If you have used Google toolbar, you might have used the PageRank tool. It is a nifty tool, which shows PageRank of page or web site you are currently viewing. I was trying to figure out how it works. After googling for it and filtering out the sporadic bits of information, this is what I got.

Suppose you want to find the PageRank of some web site, lets just say Microsoft (www.Microsoft.com). You can either visit the web site and get page rank from the Google Toolbar or use web sites which are designed for this purpose like www.prchecker.info. In either case they generate a query which will look similar to this:

http://toolbarqueries.google.com/search?client=navclient-auto&ch=62624488910&ie=UTF-8&oe=UTF-8&features=Rank&q=info:http%3A%2F%2Fwww.microsoft.com

Go ahead click on the above link you’ll get some text in the browser window that appears like this:

Rank_1:1:9

The last number in the above string is the PageRank.

Most parts of the above query remain constant, the values that change are that of ch and q. The the value of q is very easy to generate, but the value of ch will need a bit of work. Let me explain the easy one first. Lets trim the fat and concentrate on the value of q.

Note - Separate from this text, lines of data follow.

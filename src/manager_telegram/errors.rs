use std::fmt;

#[derive(Debug)]
pub enum TelegramError {
    Telegram(String),
    Api(String),
    Url(String),
}

impl fmt::Display for TelegramError {
    fn fmt(&self, f: &mut fmt::Formatter) -> fmt::Result {
        match self {
            TelegramError::Telegram(e) => write!(f, "TelegramError::Telegram: {}", e),
            TelegramError::Api(e) => write!(f, "TelegramError::Api: {}", e),
            TelegramError::Url(e) => write!(f, "TelegramError::Url: {}", e),
        }
    }
}
impl From<reqwest::Error> for TelegramError {
    /// Request urls carry the bot token, so they are stripped before the error is kept
    fn from(e: reqwest::Error) -> Self {
        TelegramError::Telegram(e.without_url().to_string())
    }
}
use std::sync::Arc;
use actix_web::{get, post, web, HttpRequest, HttpResponse, Responder};
use chrono::Local;
use log::{error, warn};
use serde::Serialize;
use teloxide::types::Update;
use crate::bot::Bot;
use crate::diagnostics::register_webhook;

const SECRET_HEADER: &str = "X-Telegram-Bot-Api-Secret-Token";

pub struct AppState {
    pub bot: Arc<Bot>,
    pub token: String,
    pub public_url: Option<String>,
    pub webhook_secret: Option<String>,
}

#[derive(Serialize)]
struct Health {
    status: &'static str,
    bot: &'static str,
    time: String,
}

#[derive(Serialize)]
struct SetWebhookResult {
    success: bool,
    message: String,
}

/// Registers all webhook mode routes
pub fn routes(cfg: &mut web::ServiceConfig) {
    cfg.service(home)
        .service(health)
        .service(set_webhook)
        .service(webhook);
}

#[get("/")]
async fn home() -> impl Responder {
    HttpResponse::Ok().body("🌾 Meghdoot Weather Bot is running 24/7! ✅")
}

#[get("/health")]
async fn health() -> impl Responder {
    HttpResponse::Ok().json(Health { status: "healthy", bot: "Meghdoot", time: Local::now().to_rfc3339() })
}

/// Telegram posts updates here, the path segment has to be the bot token
///
/// Once an update is accepted the answer is always 200, Telegram would otherwise
/// redeliver it and the user would get the same reply again.
#[post("/{token}")]
async fn webhook(req: HttpRequest, token: web::Path<String>, body: web::Bytes, data: web::Data<AppState>) -> impl Responder {
    if token.into_inner() != data.token {
        return HttpResponse::NotFound().finish();
    }

    if let Some(secret) = &data.webhook_secret {
        let given = req.headers().get(SECRET_HEADER).and_then(|v| v.to_str().ok());
        if given != Some(secret.as_str()) {
            warn!("webhook request without valid secret token");
            return HttpResponse::Forbidden().finish();
        }
    }

    let update: Update = match serde_json::from_slice(&body) {
        Ok(update) => update,
        Err(e) => {
            error!("webhook error: {}", e);
            return HttpResponse::BadRequest().finish();
        }
    };

    if let Err(e) = data.bot.handle_update(update).await {
        error!("failed to handle update: {}", e);
    }

    HttpResponse::Ok().body("OK")
}

/// Registers the configured public url as the bot's webhook
///
/// The url comes from configuration only, never from request headers.
#[get("/set_webhook")]
async fn set_webhook(data: web::Data<AppState>) -> impl Responder {
    let Some(public_url) = &data.public_url else {
        warn!("webhook registration requested but no public url is configured");
        return HttpResponse::ServiceUnavailable().json(SetWebhookResult {
            success: false,
            message: "No public url configured".to_string(),
        });
    };

    match register_webhook(data.bot.telegram(), &data.token, public_url, data.webhook_secret.as_deref()).await {
        Ok(()) => HttpResponse::Ok().json(SetWebhookResult {
            success: true,
            message: "Webhook set successfully".to_string(),
        }),
        Err(e) => {
            error!("failed to set webhook: {}", e);
            HttpResponse::InternalServerError().json(SetWebhookResult {
                success: false,
                message: "Failed to set webhook".to_string(),
            })
        }
    }
}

info:http%3A%2F%2Fwww.microsoft.com

There are two parts to this value first is the "info:" part which is constant for any query, and the "http%3A%2F%2Fwww.microsoft.com" which is an escaped version of the original query that you requested( i.e., www.microsoft.com). "http://" has to be prefixed to the original query if it was excluded in the original string.

Any string an be easily converted to escaped string in almost all scripting languages. In Perl its uri_escape(), in .Net its Uri.EscapeDataString(), other scripting languages will have similar method to get the  escaped string.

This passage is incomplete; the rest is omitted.